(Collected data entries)
# # # # # # #
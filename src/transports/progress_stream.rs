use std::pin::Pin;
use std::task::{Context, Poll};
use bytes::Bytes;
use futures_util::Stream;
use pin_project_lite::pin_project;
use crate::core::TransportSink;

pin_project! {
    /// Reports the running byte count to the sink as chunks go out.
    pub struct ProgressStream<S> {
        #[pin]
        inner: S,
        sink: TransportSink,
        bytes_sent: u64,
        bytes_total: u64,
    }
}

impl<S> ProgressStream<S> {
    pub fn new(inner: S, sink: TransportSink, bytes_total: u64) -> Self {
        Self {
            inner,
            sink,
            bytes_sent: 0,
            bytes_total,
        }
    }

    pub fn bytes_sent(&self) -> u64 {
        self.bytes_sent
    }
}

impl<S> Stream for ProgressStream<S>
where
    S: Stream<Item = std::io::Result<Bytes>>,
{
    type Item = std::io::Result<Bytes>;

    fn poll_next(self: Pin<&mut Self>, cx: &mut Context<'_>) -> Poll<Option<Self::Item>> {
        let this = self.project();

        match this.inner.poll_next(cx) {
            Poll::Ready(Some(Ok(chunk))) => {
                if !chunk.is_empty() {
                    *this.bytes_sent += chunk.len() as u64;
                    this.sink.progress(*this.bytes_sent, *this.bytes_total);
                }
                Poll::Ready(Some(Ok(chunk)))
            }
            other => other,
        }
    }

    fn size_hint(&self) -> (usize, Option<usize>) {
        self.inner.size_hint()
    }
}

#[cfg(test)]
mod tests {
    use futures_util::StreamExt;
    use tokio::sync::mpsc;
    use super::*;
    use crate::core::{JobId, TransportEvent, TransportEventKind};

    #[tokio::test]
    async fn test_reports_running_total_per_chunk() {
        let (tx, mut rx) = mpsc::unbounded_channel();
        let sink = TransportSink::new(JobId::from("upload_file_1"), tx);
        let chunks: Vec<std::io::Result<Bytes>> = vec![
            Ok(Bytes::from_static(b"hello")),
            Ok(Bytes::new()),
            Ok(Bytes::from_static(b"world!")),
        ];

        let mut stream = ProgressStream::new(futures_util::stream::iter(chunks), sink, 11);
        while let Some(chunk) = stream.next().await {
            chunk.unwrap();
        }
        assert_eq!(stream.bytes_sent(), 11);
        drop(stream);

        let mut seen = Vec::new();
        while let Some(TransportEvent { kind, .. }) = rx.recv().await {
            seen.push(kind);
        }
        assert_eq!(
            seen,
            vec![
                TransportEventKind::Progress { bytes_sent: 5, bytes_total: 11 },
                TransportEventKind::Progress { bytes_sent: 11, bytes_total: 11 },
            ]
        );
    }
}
# # # # # # #
◆ YOUR OBJECTIVE ◆
Using the entries above, state how many lines contain the string "Option"; the number is all that is needed.

◆ PROBLEM SOLUTION ◆
2